Note: Be sure to turn on your Spec 20 before your experiment as it will need 10-15 minutes to
warm up!
MATERIALS (PER GROUP)
6 test tubes
1 test tube rack
MATERIALS (TO SHARE)
pH 7 phosphate buffer
potato extract, with pipets
catechol, with pipets
distilled water
6 pieces of Parafilm
3 pipets
50 °C water bath
ice
HCl and NaOH solutions
pH Indicator Paper
spectrophotometer
extra pipets
wax pencils
Kimwipes ®
thermometers
SAMPLE PROTOCOL (Use this protocol as a guide in writing your own!)

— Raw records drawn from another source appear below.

use crate::error::ExonMapError;
use log::{debug, info, warn};
use serde_json::Value;
use sha1::{Digest, Sha1};
use std::fs;
use std::path::{Path, PathBuf};
use std::time::Duration;

pub const DEFAULT_CACHE_DIR: &str = ".exonmap_cache";
pub const DEFAULT_CACHE_TTL: Duration = Duration::from_secs(7 * 24 * 60 * 60);

/// Retrieval of an already-JSON-decoded response body. The pipeline only ever
/// talks to this trait, so tests can swap in canned payloads.
pub trait Fetcher {
    fn fetch(&self, url: &str) -> Result<Value, ExonMapError>;
}

/// Blocking HTTP fetcher. Non-success statuses become `Fetch` errors carrying
/// the status code.
pub struct HttpFetcher {
    client: reqwest::blocking::Client,
}

impl HttpFetcher {
    pub fn new() -> Self {
        Self {
            client: reqwest::blocking::Client::new(),
        }
    }
}

impl Default for HttpFetcher {
    fn default() -> Self {
        Self::new()
    }
}

impl Fetcher for HttpFetcher {
    fn fetch(&self, url: &str) -> Result<Value, ExonMapError> {
        info!("Fetching {url}");
        let response = self.client.get(url).send()?;
        let status = response.status();
        if !status.is_success() {
            return Err(ExonMapError::Fetch {
                url: url.to_string(),
                status: status.as_u16(),
            });
        }
        Ok(response.json()?)
    }
}

/// One JSON file per URL, keyed by the SHA-1 of the URL. Entries older than
/// the time-to-live count as misses; unreadable entries are refetched.
pub struct FileCache {
    dir: PathBuf,
    ttl: Duration,
}

impl FileCache {
    pub fn new(dir: impl Into<PathBuf>, ttl: Duration) -> Self {
        Self {
            dir: dir.into(),
            ttl,
        }
    }

    fn entry_path(&self, url: &str) -> PathBuf {
        let mut hasher = Sha1::new();
        hasher.update(url.as_bytes());
        let key: String = hasher
            .finalize()
            .iter()
            .map(|byte| format!("{byte:02x}"))
            .collect();
        self.dir.join(format!("{key}.json"))
    }

    pub fn get(&self, url: &str) -> Option<Value> {
        let path = self.entry_path(url);
        if !Self::is_fresh(&path, self.ttl) {
            return None;
        }
        let text = fs::read_to_string(&path).ok()?;
        serde_json::from_str(&text).ok()
    }

    pub fn put(&self, url: &str, value: &Value) -> Result<(), ExonMapError> {
        fs::create_dir_all(&self.dir)?;
        let text = serde_json::to_string(value)?;
        fs::write(self.entry_path(url), text)?;
        Ok(())
    }

    fn is_fresh(path: &Path, ttl: Duration) -> bool {
        let Ok(metadata) = fs::metadata(path) else {
            return false;
        };
        let Ok(modified) = metadata.modified() else {
            return false;
        };
        match modified.elapsed() {
            Ok(age) => age <= ttl,
            // Clock skew put the mtime in the future; treat as fresh.
            Err(_) => true,
        }
    }
}

/// Cache-through wrapper around any fetcher.
pub struct CachedFetcher<F: Fetcher> {
    inner: F,
    cache: FileCache,
}

impl<F: Fetcher> CachedFetcher<F> {
    pub fn new(inner: F, cache: FileCache) -> Self {
        Self { inner, cache }
    }
}

impl<F: Fetcher> Fetcher for CachedFetcher<F> {
    fn fetch(&self, url: &str) -> Result<Value, ExonMapError> {
        if let Some(value) = self.cache.get(url) {
            debug!("Cache hit for {url}");
            return Ok(value);
        }
        let value = self.inner.fetch(url)?;
        if let Err(e) = self.cache.put(url, &value) {
            warn!("Could not cache response for {url}: {e}");
        }
        Ok(value)
    }
}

1. Identify the variable you wish to explore, and establish the conditions under which you will test
the activity level of our enzyme, catecholase. For instance, if you choose to explore the effects of
temperature, you’ll need to decide on the exact temperatures you wish to test, and set-up the
appropriate ice baths or warm water baths. You should test your enzyme under three conditions.
For example, your group may choose to test your enzyme at 4 °C, 24 °C, and 50 °C. Be aware that
you may need to adapt your experiment to fit the time and supplies available in the lab.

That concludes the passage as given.